[[ SUPPLIED RECORDS open ]]

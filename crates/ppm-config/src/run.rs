//! Run configuration.
//!
//! Operational parameters of one batch run. Loadable from TOML, YAML or JSON,
//! chosen by file extension; every field has a default.
//!
//! ```toml
//! variant = "multi_pred"
//! multiprednum = 3
//! seed = 42
//! max_parallel = 4
//!
//! [read_options]
//! timeformat = "%Y-%m-%d %H:%M:%S"
//!
//! [case_filter]
//! event_count_range = { min = 2, max = 40 }
//!
//! [prefix_source]
//! kind = "prediction"
//! start_prefix = 2
//! ```

use schemars::JsonSchema;
use serde::{Deserialize, Serialize};
use std::collections::BTreeMap;
use std::path::Path;

use crate::validate::{ValidationError, ValidationResult};

/// Default timestamp format of exported event logs.
pub const DEFAULT_TIMEFORMAT: &str = "%Y-%m-%dT%H:%M:%S.%f";

/// How predicted indices are chosen from a distribution.
#[derive(Debug, Clone, Copy, PartialEq, Eq, Default, Serialize, Deserialize, JsonSchema)]
#[serde(rename_all = "snake_case")]
pub enum DecodeVariant {
    #[default]
    ArgMax,
    RandomChoice,
    MultiPred,
    MultiPredRand,
}

impl DecodeVariant {
    /// Whether the variant yields more than one prediction per step.
    pub fn is_multi(&self) -> bool {
        matches!(self, DecodeVariant::MultiPred | DecodeVariant::MultiPredRand)
    }

    pub fn as_str(&self) -> &'static str {
        match self {
            DecodeVariant::ArgMax => "arg_max",
            DecodeVariant::RandomChoice => "random_choice",
            DecodeVariant::MultiPred => "multi_pred",
            DecodeVariant::MultiPredRand => "multi_pred_rand",
        }
    }
}

impl std::fmt::Display for DecodeVariant {
    fn fmt(&self, f: &mut std::fmt::Formatter<'_>) -> std::fmt::Result {
        f.write_str(self.as_str())
    }
}

#[derive(Debug, Clone, Copy, PartialEq, Eq, Default, Serialize, Deserialize, JsonSchema)]
#[serde(rename_all = "snake_case")]
pub enum RunMode {
    #[default]
    Batch,
    /// Single-event interactive prediction. Not served by the batch engine.
    Next,
}

/// How reconstructed timestamps start for each case.
#[derive(Debug, Clone, Copy, PartialEq, Eq, Default, Serialize, Deserialize, JsonSchema)]
#[serde(rename_all = "snake_case")]
pub enum AnchorMode {
    /// Every record, the first included, adds its own delta to the
    /// previous timestamp (the anchor for the first record).
    #[default]
    Accumulate,
    /// The first record sits on the anchor; later records add their delta.
    AnchorFirst,
}

/// What to do when one case fails.
#[derive(Debug, Clone, Copy, PartialEq, Eq, Default, Serialize, Deserialize, JsonSchema)]
#[serde(rename_all = "snake_case")]
pub enum FailurePolicy {
    #[default]
    Abort,
    SkipCase,
}

/// Where the prefixes fed to the model come from.
#[derive(Debug, Clone, Copy, PartialEq, Eq, Default, Serialize, Deserialize, JsonSchema)]
#[serde(tag = "kind", rename_all = "snake_case")]
pub enum PrefixSource {
    /// Ground-truth prefixes taken from the log.
    #[default]
    Log,
    /// Seed with the first `start_prefix` real events, then extend with the
    /// model's own top-ranked predictions.
    Prediction { start_prefix: usize },
}

/// Inclusive bounds on a case's real-event count.
#[derive(Debug, Clone, Copy, PartialEq, Eq, Serialize, Deserialize, JsonSchema)]
pub struct EventCountRange {
    pub min: usize,
    pub max: usize,
}

impl EventCountRange {
    pub fn contains(&self, n: usize) -> bool {
        self.min <= n && n <= self.max
    }
}

/// Selection of the cases to run.
#[derive(Debug, Clone, Default, PartialEq, Eq, Serialize, Deserialize, JsonSchema)]
#[serde(default)]
pub struct CaseFilter {
    pub event_count_range: Option<EventCountRange>,
    /// Restrict to these case ids.
    pub case_ids: Option<Vec<String>>,
}

impl CaseFilter {
    pub fn is_empty(&self) -> bool {
        self.event_count_range.is_none() && self.case_ids.is_none()
    }
}

/// How the event log is read.
#[derive(Debug, Clone, PartialEq, Eq, Serialize, Deserialize, JsonSchema)]
#[serde(default)]
pub struct ReadOptions {
    /// External column name to canonical name.
    pub column_names: BTreeMap<String, String>,
    /// strftime-style format; Python's `%f` after a dot is accepted.
    pub timeformat: String,
    pub one_timestamp: bool,
    /// Drop columns that are neither canonical nor inter-case features.
    pub filter_extraneous_columns: bool,
}

impl Default for ReadOptions {
    fn default() -> Self {
        let column_names = [
            ("Case ID", "caseid"),
            ("Activity", "task"),
            ("lifecycle:transition", "event_type"),
            ("Resource", "user"),
        ]
        .into_iter()
        .map(|(k, v)| (k.to_string(), v.to_string()))
        .collect();
        Self {
            column_names,
            timeformat: DEFAULT_TIMEFORMAT.to_string(),
            one_timestamp: true,
            filter_extraneous_columns: true,
        }
    }
}

/// Operational parameters for one batch run.
#[derive(Debug, Clone, PartialEq, Serialize, Deserialize, JsonSchema)]
#[serde(default)]
pub struct RunConfig {
    pub variant: DecodeVariant,
    /// Predictions per step for the multi variants.
    pub multiprednum: usize,
    pub mode: RunMode,
    pub one_timestamp: bool,
    pub read_options: ReadOptions,
    pub case_filter: CaseFilter,
    pub prefix_source: PrefixSource,
    /// Seed for the sampling variants; fresh entropy when absent.
    pub seed: Option<u64>,
    /// Cases processed concurrently.
    pub max_parallel: usize,
    pub anchor_mode: AnchorMode,
    pub on_case_error: FailurePolicy,
}

impl Default for RunConfig {
    fn default() -> Self {
        Self {
            variant: DecodeVariant::default(),
            multiprednum: 1,
            mode: RunMode::default(),
            one_timestamp: true,
            read_options: ReadOptions::default(),
            case_filter: CaseFilter::default(),
            prefix_source: PrefixSource::default(),
            seed: None,
            max_parallel: 1,
            anchor_mode: AnchorMode::default(),
            on_case_error: FailurePolicy::default(),
        }
    }
}

impl RunConfig {
    /// Number of predictions per step after applying the variant: the
    /// single-valued variants always use one.
    pub fn effective_prediction_count(&self) -> usize {
        if self.variant.is_multi() {
            self.multiprednum
        } else {
            1
        }
    }

    /// Load a run configuration, detecting the format from the extension.
    pub fn from_file(path: &Path) -> ValidationResult<Self> {
        let format = detect_format(path)?;
        let content = std::fs::read_to_string(path).map_err(|e| {
            ValidationError::IoError(format!("Failed to read {}: {}", path.display(), e))
        })?;
        Self::from_str_with_format(&content, format)
    }

    pub fn from_str_with_format(content: &str, format: ConfigFormat) -> ValidationResult<Self> {
        let config = match format {
            ConfigFormat::Toml => toml::from_str(content).map_err(|e| {
                ValidationError::ParseError(format!("failed to parse toml run config: {}", e))
            })?,
            ConfigFormat::Yaml => serde_yaml::from_str(content).map_err(|e| {
                ValidationError::ParseError(format!("failed to parse yaml run config: {}", e))
            })?,
            ConfigFormat::Json => serde_json::from_str(content).map_err(|e| {
                ValidationError::ParseError(format!("failed to parse json run config: {}", e))
            })?,
        };
        Ok(config)
    }
}

/// Serialization format of a run configuration file.
#[derive(Debug, Clone, Copy, PartialEq, Eq)]
pub enum ConfigFormat {
    Toml,
    Yaml,
    Json,
}

pub fn detect_format(path: &Path) -> ValidationResult<ConfigFormat> {
    let ext = path
        .extension()
        .and_then(|s| s.to_str())
        .unwrap_or("")
        .to_lowercase();
    match ext.as_str() {
        "toml" => Ok(ConfigFormat::Toml),
        "yaml" | "yml" => Ok(ConfigFormat::Yaml),
        "json" => Ok(ConfigFormat::Json),
        _ => Err(ValidationError::ParseError(format!(
            "unsupported run config format: '{}' ({})",
            ext,
            path.display()
        ))),
    }
}

#[cfg(test)]
mod tests {
    use super::*;

    #[test]
    fn detect_format_by_extension() {
        assert_eq!(detect_format(Path::new("run.toml")).unwrap(), ConfigFormat::Toml);
        assert_eq!(detect_format(Path::new("run.yml")).unwrap(), ConfigFormat::Yaml);
        assert_eq!(detect_format(Path::new("run.YAML")).unwrap(), ConfigFormat::Yaml);
        assert_eq!(detect_format(Path::new("run.json")).unwrap(), ConfigFormat::Json);
        assert!(detect_format(Path::new("run.ini")).is_err());
    }

    #[test]
    fn defaults() {
        let cfg = RunConfig::default();
        assert_eq!(cfg.variant, DecodeVariant::ArgMax);
        assert_eq!(cfg.read_options.timeformat, DEFAULT_TIMEFORMAT);
        assert_eq!(
            cfg.read_options.column_names.get("Case ID").map(String::as_str),
            Some("caseid")
        );
        assert_eq!(cfg.prefix_source, PrefixSource::Log);
        assert_eq!(cfg.effective_prediction_count(), 1);
    }

    #[test]
    fn parse_toml() {
        let cfg = RunConfig::from_str_with_format(
            r#"
variant = "multi_pred_rand"
multiprednum = 3
seed = 9
anchor_mode = "anchor_first"
on_case_error = "skip_case"

[case_filter]
event_count_range = { min = 2, max = 10 }
case_ids = ["C1", "C2"]

[prefix_source]
kind = "prediction"
start_prefix = 2
"#,
            ConfigFormat::Toml,
        )
        .unwrap();
        assert_eq!(cfg.variant, DecodeVariant::MultiPredRand);
        assert_eq!(cfg.effective_prediction_count(), 3);
        assert_eq!(cfg.seed, Some(9));
        assert_eq!(cfg.anchor_mode, AnchorMode::AnchorFirst);
        assert_eq!(cfg.on_case_error, FailurePolicy::SkipCase);
        assert_eq!(
            cfg.case_filter.event_count_range,
            Some(EventCountRange { min: 2, max: 10 })
        );
        assert_eq!(cfg.prefix_source, PrefixSource::Prediction { start_prefix: 2 });
        // untouched sections keep their defaults
        assert!(cfg.read_options.filter_extraneous_columns);
    }

    #[test]
    fn parse_yaml_and_json() {
        let yaml = RunConfig::from_str_with_format(
            "variant: random_choice\nmax_parallel: 8\n",
            ConfigFormat::Yaml,
        )
        .unwrap();
        assert_eq!(yaml.variant, DecodeVariant::RandomChoice);
        assert_eq!(yaml.max_parallel, 8);

        let json = RunConfig::from_str_with_format(
            r#"{"mode": "next", "one_timestamp": false}"#,
            ConfigFormat::Json,
        )
        .unwrap();
        assert_eq!(json.mode, RunMode::Next);
        assert!(!json.one_timestamp);
    }

    #[test]
    fn unknown_variant_is_parse_error() {
        let err = RunConfig::from_str_with_format("variant = \"beam\"", ConfigFormat::Toml)
            .unwrap_err();
        assert!(matches!(err, ValidationError::ParseError(_)));
    }

    #[test]
    fn single_variants_force_one_prediction() {
        let cfg = RunConfig {
            variant: DecodeVariant::RandomChoice,
            multiprednum: 5,
            ..RunConfig::default()
        };
        assert_eq!(cfg.effective_prediction_count(), 1);
    }
}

[[ SUPPLIED RECORDS closed ]]

TASK:
Among the records, find each line where the word "ParseError" occurs, and copy it.

TASK RESULT:
                ValidationError::ParseError(format!("failed to parse toml run config: {}", e))
                ValidationError::ParseError(format!("failed to parse yaml run config: {}", e))
                ValidationError::ParseError(format!("failed to parse json run config: {}", e))
        _ => Err(ValidationError::ParseError(format!(
        assert!(matches!(err, ValidationError::ParseError(_)));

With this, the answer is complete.